Task to complete:
An identical copy of all the entries is the required result.

Listed records:
= Beginning of Section =

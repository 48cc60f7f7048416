//! Chat message model shared by clients and tests.
//!
//! The relay forwards message payloads verbatim and never interprets them;
//! these types exist so that clients and tests build well-formed payloads
//! matching the application's message records.

use serde::{Deserialize, Serialize};
use uuid::Uuid;

use crate::event::ConversationEvent;

/// Delivery status of a chat message.
#[derive(Debug, Clone, Copy, PartialEq, Eq, Hash, Serialize, Deserialize)]
#[serde(rename_all = "lowercase")]
pub enum MessageStatus {
    /// Accepted by the sender's client.
    Sent,
    /// Reached the recipient's device.
    Delivered,
    /// Opened by the recipient.
    Read,
}

impl std::fmt::Display for MessageStatus {
    fn fmt(&self, f: &mut std::fmt::Formatter<'_>) -> std::fmt::Result {
        match self {
            Self::Sent => write!(f, "sent"),
            Self::Delivered => write!(f, "delivered"),
            Self::Read => write!(f, "read"),
        }
    }
}

/// Direction of a message relative to the local user.
#[derive(Debug, Clone, Copy, PartialEq, Eq, Hash, Serialize, Deserialize)]
#[serde(rename_all = "lowercase")]
pub enum Direction {
    /// Received from the other party.
    Incoming,
    /// Authored by the local user.
    Outgoing,
}

impl std::fmt::Display for Direction {
    fn fmt(&self, f: &mut std::fmt::Formatter<'_>) -> std::fmt::Result {
        match self {
            Self::Incoming => write!(f, "incoming"),
            Self::Outgoing => write!(f, "outgoing"),
        }
    }
}

/// A chat message record as the application layer sees it.
#[derive(Debug, Clone, PartialEq, Serialize, Deserialize)]
pub struct ChatMessage {
    /// Unique message identifier.
    pub id: String,
    /// Canonical conversation key this message belongs to.
    pub conversation_id: String,
    /// Message body.
    pub text: String,
    /// RFC 3339 timestamp from the authoring client.
    pub timestamp: String,
    /// Incoming or outgoing relative to the author.
    pub direction: Direction,
    /// Current delivery status.
    pub status: MessageStatus,
    /// Display name of the sender, when known.
    #[serde(skip_serializing_if = "Option::is_none")]
    pub sender_name: Option<String>,
}

impl ChatMessage {
    /// Creates an outgoing message with a fresh time-ordered id (UUID v7)
    /// and the current UTC timestamp, in `Sent` status.
    #[must_use]
    pub fn outgoing(conversation_id: impl Into<String>, text: impl Into<String>) -> Self {
        Self {
            id: Uuid::now_v7().to_string(),
            conversation_id: conversation_id.into(),
            text: text.into(),
            timestamp: chrono::Utc::now().to_rfc3339(),
            direction: Direction::Outgoing,
            status: MessageStatus::Sent,
            sender_name: None,
        }
    }

    /// Sets the sender display name.
    #[must_use]
    pub fn with_sender_name(mut self, name: impl Into<String>) -> Self {
        self.sender_name = Some(name.into());
        self
    }
}

impl From<ChatMessage> for ConversationEvent {
    /// Flattens the record into a wire payload routed by `conversation_id`.
    fn from(msg: ChatMessage) -> Self {
        use serde_json::Value;

        let mut event = Self::new(msg.conversation_id);
        event.insert("id", Value::String(msg.id));
        event.insert("text", Value::String(msg.text));
        event.insert("timestamp", Value::String(msg.timestamp));
        event.insert("direction", Value::String(msg.direction.to_string()));
        event.insert("status", Value::String(msg.status.to_string()));
        if let Some(name) = msg.sender_name {
            event.insert("sender_name", Value::String(name));
        }
        event
    }
}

= End of Section =

Solution for this exercise:
repository 48cc60f7f7048416
//! Chat message model shared by clients and tests.
//!
//! The relay forwards message payloads verbatim and never interprets them;
//! these types exist so that clients and tests build well-formed payloads
//! matching the application's message records.

use serde::{Deserialize, Serialize};
use uuid::Uuid;

use crate::event::ConversationEvent;

/// Delivery status of a chat message.
#[derive(Debug, Clone, Copy, PartialEq, Eq, Hash, Serialize, Deserialize)]
#[serde(rename_all = "lowercase")]
pub enum MessageStatus {
    /// Accepted by the sender's client.
    Sent,
    /// Reached the recipient's device.
    Delivered,
    /// Opened by the recipient.
    Read,
}

impl std::fmt::Display for MessageStatus {
    fn fmt(&self, f: &mut std::fmt::Formatter<'_>) -> std::fmt::Result {
        match self {
            Self::Sent => write!(f, "sent"),
            Self::Delivered => write!(f, "delivered"),
            Self::Read => write!(f, "read"),
        }
    }
}

/// Direction of a message relative to the local user.
#[derive(Debug, Clone, Copy, PartialEq, Eq, Hash, Serialize, Deserialize)]
#[serde(rename_all = "lowercase")]
pub enum Direction {
    /// Received from the other party.
    Incoming,
    /// Authored by the local user.
    Outgoing,
}

impl std::fmt::Display for Direction {
    fn fmt(&self, f: &mut std::fmt::Formatter<'_>) -> std::fmt::Result {
        match self {
            Self::Incoming => write!(f, "incoming"),
            Self::Outgoing => write!(f, "outgoing"),
        }
    }
}

/// A chat message record as the application layer sees it.
#[derive(Debug, Clone, PartialEq, Serialize, Deserialize)]
pub struct ChatMessage {
    /// Unique message identifier.
    pub id: String,
    /// Canonical conversation key this message belongs to.
    pub conversation_id: String,
    /// Message body.
    pub text: String,
    /// RFC 3339 timestamp from the authoring client.
    pub timestamp: String,
    /// Incoming or outgoing relative to the author.
    pub direction: Direction,
    /// Current delivery status.
    pub status: MessageStatus,
    /// Display name of the sender, when known.
    #[serde(skip_serializing_if = "Option::is_none")]
    pub sender_name: Option<String>,
}

impl ChatMessage {
    /// Creates an outgoing message with a fresh time-ordered id (UUID v7)
    /// and the current UTC timestamp, in `Sent` status.
    #[must_use]
    pub fn outgoing(conversation_id: impl Into<String>, text: impl Into<String>) -> Self {
        Self {
            id: Uuid::now_v7().to_string(),
            conversation_id: conversation_id.into(),
            text: text.into(),
            timestamp: chrono::Utc::now().to_rfc3339(),
            direction: Direction::Outgoing,
            status: MessageStatus::Sent,
            sender_name: None,
        }
    }

    /// Sets the sender display name.
    #[must_use]
    pub fn with_sender_name(mut self, name: impl Into<String>) -> Self {
        self.sender_name = Some(name.into());
        self
    }
}

impl From<ChatMessage> for ConversationEvent {
    /// Flattens the record into a wire payload routed by `conversation_id`.
    fn from(msg: ChatMessage) -> Self {
        use serde_json::Value;

        let mut event = Self::new(msg.conversation_id);
        event.insert("id", Value::String(msg.id));
        event.insert("text", Value::String(msg.text));
        event.insert("timestamp", Value::String(msg.timestamp));
        event.insert("direction", Value::String(msg.direction.to_string()));
        event.insert("status", Value::String(msg.status.to_string()));
        if let Some(name) = msg.sender_name {
            event.insert("sender_name", Value::String(name));
        }
        event
    }
}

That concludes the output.